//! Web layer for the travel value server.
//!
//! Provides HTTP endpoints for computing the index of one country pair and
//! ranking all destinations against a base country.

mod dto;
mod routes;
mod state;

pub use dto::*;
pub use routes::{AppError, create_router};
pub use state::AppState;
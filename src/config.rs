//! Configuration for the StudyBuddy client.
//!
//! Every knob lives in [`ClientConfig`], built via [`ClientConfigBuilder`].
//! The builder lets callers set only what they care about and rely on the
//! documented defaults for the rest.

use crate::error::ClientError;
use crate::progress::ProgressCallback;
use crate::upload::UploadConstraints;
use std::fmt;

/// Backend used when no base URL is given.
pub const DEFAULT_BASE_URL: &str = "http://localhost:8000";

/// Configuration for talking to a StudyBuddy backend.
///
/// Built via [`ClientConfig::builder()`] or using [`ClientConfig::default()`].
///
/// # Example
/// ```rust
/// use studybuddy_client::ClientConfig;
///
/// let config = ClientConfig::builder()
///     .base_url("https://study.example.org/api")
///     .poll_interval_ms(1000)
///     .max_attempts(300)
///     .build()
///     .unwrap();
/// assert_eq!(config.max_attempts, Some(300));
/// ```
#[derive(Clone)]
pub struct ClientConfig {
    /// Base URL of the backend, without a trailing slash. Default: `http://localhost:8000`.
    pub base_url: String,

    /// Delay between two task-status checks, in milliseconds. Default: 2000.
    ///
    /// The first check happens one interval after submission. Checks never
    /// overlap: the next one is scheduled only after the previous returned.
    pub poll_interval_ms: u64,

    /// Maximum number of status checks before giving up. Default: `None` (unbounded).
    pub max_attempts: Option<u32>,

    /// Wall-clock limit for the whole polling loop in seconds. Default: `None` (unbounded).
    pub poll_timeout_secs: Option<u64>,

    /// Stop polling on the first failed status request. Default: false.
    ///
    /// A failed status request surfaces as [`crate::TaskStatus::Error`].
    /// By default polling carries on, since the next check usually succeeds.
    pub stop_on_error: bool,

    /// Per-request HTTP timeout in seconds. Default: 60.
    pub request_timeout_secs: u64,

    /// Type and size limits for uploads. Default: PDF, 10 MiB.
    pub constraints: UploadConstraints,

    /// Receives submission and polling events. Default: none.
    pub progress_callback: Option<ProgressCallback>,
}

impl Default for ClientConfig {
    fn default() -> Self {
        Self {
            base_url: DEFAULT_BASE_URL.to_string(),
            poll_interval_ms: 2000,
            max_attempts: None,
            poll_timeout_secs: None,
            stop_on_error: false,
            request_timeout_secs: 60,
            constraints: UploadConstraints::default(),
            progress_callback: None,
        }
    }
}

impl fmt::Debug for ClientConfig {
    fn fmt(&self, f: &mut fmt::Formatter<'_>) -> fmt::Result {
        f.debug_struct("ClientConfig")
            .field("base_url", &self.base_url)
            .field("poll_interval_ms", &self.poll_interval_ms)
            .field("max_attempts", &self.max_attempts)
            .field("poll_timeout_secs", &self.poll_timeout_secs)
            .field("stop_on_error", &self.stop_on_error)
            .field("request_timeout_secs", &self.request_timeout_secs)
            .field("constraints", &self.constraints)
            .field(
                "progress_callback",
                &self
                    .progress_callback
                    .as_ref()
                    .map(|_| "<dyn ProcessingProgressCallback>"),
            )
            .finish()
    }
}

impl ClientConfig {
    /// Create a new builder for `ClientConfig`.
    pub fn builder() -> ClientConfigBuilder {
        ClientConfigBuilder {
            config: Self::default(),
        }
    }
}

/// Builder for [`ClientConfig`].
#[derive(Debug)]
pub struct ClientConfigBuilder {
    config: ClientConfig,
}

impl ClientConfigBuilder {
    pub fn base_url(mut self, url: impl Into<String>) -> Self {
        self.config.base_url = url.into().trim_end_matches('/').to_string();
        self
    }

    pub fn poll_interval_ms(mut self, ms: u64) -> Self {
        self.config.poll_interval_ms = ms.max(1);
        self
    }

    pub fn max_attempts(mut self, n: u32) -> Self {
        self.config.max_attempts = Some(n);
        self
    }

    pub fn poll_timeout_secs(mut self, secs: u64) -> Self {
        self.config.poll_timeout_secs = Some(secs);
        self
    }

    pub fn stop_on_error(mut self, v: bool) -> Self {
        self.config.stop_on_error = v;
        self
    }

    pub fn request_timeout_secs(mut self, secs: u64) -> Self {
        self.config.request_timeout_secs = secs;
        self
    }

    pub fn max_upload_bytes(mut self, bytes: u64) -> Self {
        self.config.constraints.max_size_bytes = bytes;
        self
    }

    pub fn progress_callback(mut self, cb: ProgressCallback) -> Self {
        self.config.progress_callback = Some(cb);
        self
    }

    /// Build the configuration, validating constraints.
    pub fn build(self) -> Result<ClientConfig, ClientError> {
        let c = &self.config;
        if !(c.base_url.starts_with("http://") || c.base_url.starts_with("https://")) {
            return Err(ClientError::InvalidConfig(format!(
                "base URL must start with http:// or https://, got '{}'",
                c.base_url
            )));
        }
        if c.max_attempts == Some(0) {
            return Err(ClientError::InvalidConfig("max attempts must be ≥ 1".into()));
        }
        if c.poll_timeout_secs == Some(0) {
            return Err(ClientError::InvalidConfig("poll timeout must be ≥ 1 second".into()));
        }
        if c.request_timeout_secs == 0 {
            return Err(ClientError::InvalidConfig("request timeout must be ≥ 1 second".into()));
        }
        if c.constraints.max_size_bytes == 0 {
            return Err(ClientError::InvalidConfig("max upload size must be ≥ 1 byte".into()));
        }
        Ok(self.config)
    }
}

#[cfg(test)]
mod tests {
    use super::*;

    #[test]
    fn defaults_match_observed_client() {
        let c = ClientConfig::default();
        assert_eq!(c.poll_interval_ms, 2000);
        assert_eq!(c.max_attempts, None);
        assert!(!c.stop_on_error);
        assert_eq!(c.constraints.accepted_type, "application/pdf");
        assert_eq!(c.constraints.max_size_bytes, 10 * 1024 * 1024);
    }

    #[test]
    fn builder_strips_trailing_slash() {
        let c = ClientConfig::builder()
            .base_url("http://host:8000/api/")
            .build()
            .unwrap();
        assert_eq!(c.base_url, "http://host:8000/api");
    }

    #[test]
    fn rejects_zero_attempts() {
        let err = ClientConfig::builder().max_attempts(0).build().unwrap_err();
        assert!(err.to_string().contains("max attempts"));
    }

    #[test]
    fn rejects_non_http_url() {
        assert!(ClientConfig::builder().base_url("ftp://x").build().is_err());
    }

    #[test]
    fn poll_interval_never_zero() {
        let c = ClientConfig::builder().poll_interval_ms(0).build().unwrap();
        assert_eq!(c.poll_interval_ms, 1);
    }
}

WHAT THE TASK REQUIRES: Could you retype every record above exactly as given?

TASK RESPONSE:
//! Web layer for the travel value server.
//!
//! Provides HTTP endpoints for computing the index of one country pair and
//! ranking all destinations against a base country.

mod dto;
mod routes;
mod state;

pub use dto::*;
pub use routes::{AppError, create_router};
pub use state::AppState;
filename src/config.rs
//! Configuration for the StudyBuddy client.
//!
//! Every knob lives in [`ClientConfig`], built via [`ClientConfigBuilder`].
//! The builder lets callers set only what they care about and rely on the
//! documented defaults for the rest.

use crate::error::ClientError;
use crate::progress::ProgressCallback;
use crate::upload::UploadConstraints;
use std::fmt;

/// Backend used when no base URL is given.
pub const DEFAULT_BASE_URL: &str = "http://localhost:8000";

/// Configuration for talking to a StudyBuddy backend.
///
/// Built via [`ClientConfig::builder()`] or using [`ClientConfig::default()`].
///
/// # Example
/// ```rust
/// use studybuddy_client::ClientConfig;
///
/// let config = ClientConfig::builder()
///     .base_url("https://study.example.org/api")
///     .poll_interval_ms(1000)
///     .max_attempts(300)
///     .build()
///     .unwrap();
/// assert_eq!(config.max_attempts, Some(300));
/// ```
#[derive(Clone)]
pub struct ClientConfig {
    /// Base URL of the backend, without a trailing slash. Default: `http://localhost:8000`.
    pub base_url: String,

    /// Delay between two task-status checks, in milliseconds. Default: 2000.
    ///
    /// The first check happens one interval after submission. Checks never
    /// overlap: the next one is scheduled only after the previous returned.
    pub poll_interval_ms: u64,

    /// Maximum number of status checks before giving up. Default: `None` (unbounded).
    pub max_attempts: Option<u32>,

    /// Wall-clock limit for the whole polling loop in seconds. Default: `None` (unbounded).
    pub poll_timeout_secs: Option<u64>,

    /// Stop polling on the first failed status request. Default: false.
    ///
    /// A failed status request surfaces as [`crate::TaskStatus::Error`].
    /// By default polling carries on, since the next check usually succeeds.
    pub stop_on_error: bool,

    /// Per-request HTTP timeout in seconds. Default: 60.
    pub request_timeout_secs: u64,

    /// Type and size limits for uploads. Default: PDF, 10 MiB.
    pub constraints: UploadConstraints,

    /// Receives submission and polling events. Default: none.
    pub progress_callback: Option<ProgressCallback>,
}

impl Default for ClientConfig {
    fn default() -> Self {
        Self {
            base_url: DEFAULT_BASE_URL.to_string(),
            poll_interval_ms: 2000,
            max_attempts: None,
            poll_timeout_secs: None,
            stop_on_error: false,
            request_timeout_secs: 60,
            constraints: UploadConstraints::default(),
            progress_callback: None,
        }
    }
}

impl fmt::Debug for ClientConfig {
    fn fmt(&self, f: &mut fmt::Formatter<'_>) -> fmt::Result {
        f.debug_struct("ClientConfig")
            .field("base_url", &self.base_url)
            .field("poll_interval_ms", &self.poll_interval_ms)
            .field("max_attempts", &self.max_attempts)
            .field("poll_timeout_secs", &self.poll_timeout_secs)
            .field("stop_on_error", &self.stop_on_error)
            .field("request_timeout_secs", &self.request_timeout_secs)
            .field("constraints", &self.constraints)
            .field(
                "progress_callback",
                &self
                    .progress_callback
                    .as_ref()
                    .map(|_| "<dyn ProcessingProgressCallback>"),
            )
            .finish()
    }
}

impl ClientConfig {
    /// Create a new builder for `ClientConfig`.
    pub fn builder() -> ClientConfigBuilder {
        ClientConfigBuilder {
            config: Self::default(),
        }
    }
}

/// Builder for [`ClientConfig`].
#[derive(Debug)]
pub struct ClientConfigBuilder {
    config: ClientConfig,
}

impl ClientConfigBuilder {
    pub fn base_url(mut self, url: impl Into<String>) -> Self {
        self.config.base_url = url.into().trim_end_matches('/').to_string();
        self
    }

    pub fn poll_interval_ms(mut self, ms: u64) -> Self {
        self.config.poll_interval_ms = ms.max(1);
        self
    }

    pub fn max_attempts(mut self, n: u32) -> Self {
        self.config.max_attempts = Some(n);
        self
    }

    pub fn poll_timeout_secs(mut self, secs: u64) -> Self {
        self.config.poll_timeout_secs = Some(secs);
        self
    }

    pub fn stop_on_error(mut self, v: bool) -> Self {
        self.config.stop_on_error = v;
        self
    }

    pub fn request_timeout_secs(mut self, secs: u64) -> Self {
        self.config.request_timeout_secs = secs;
        self
    }

    pub fn max_upload_bytes(mut self, bytes: u64) -> Self {
        self.config.constraints.max_size_bytes = bytes;
        self
    }

    pub fn progress_callback(mut self, cb: ProgressCallback) -> Self {
        self.config.progress_callback = Some(cb);
        self
    }

    /// Build the configuration, validating constraints.
    pub fn build(self) -> Result<ClientConfig, ClientError> {
        let c = &self.config;
        if !(c.base_url.starts_with("http://") || c.base_url.starts_with("https://")) {
            return Err(ClientError::InvalidConfig(format!(
                "base URL must start with http:// or https://, got '{}'",
                c.base_url
            )));
        }
        if c.max_attempts == Some(0) {
            return Err(ClientError::InvalidConfig("max attempts must be ≥ 1".into()));
        }
        if c.poll_timeout_secs == Some(0) {
            return Err(ClientError::InvalidConfig("poll timeout must be ≥ 1 second".into()));
        }
        if c.request_timeout_secs == 0 {
            return Err(ClientError::InvalidConfig("request timeout must be ≥ 1 second".into()));
        }
        if c.constraints.max_size_bytes == 0 {
            return Err(ClientError::InvalidConfig("max upload size must be ≥ 1 byte".into()));
        }
        Ok(self.config)
    }
}

#[cfg(test)]
mod tests {
    use super::*;

    #[test]
    fn defaults_match_observed_client() {
        let c = ClientConfig::default();
        assert_eq!(c.poll_interval_ms, 2000);
        assert_eq!(c.max_attempts, None);
        assert!(!c.stop_on_error);
        assert_eq!(c.constraints.accepted_type, "application/pdf");
        assert_eq!(c.constraints.max_size_bytes, 10 * 1024 * 1024);
    }

    #[test]
    fn builder_strips_trailing_slash() {
        let c = ClientConfig::builder()
            .base_url("http://host:8000/api/")
            .build()
            .unwrap();
        assert_eq!(c.base_url, "http://host:8000/api");
    }

    #[test]
    fn rejects_zero_attempts() {
        let err = ClientConfig::builder().max_attempts(0).build().unwrap_err();
        assert!(err.to_string().contains("max attempts"));
    }

    #[test]
    fn rejects_non_http_url() {
        assert!(ClientConfig::builder().base_url("ftp://x").build().is_err());
    }

    #[test]
    fn poll_interval_never_zero() {
        let c = ClientConfig::builder().poll_interval_ms(0).build().unwrap();
        assert_eq!(c.poll_interval_ms, 1);
    }
}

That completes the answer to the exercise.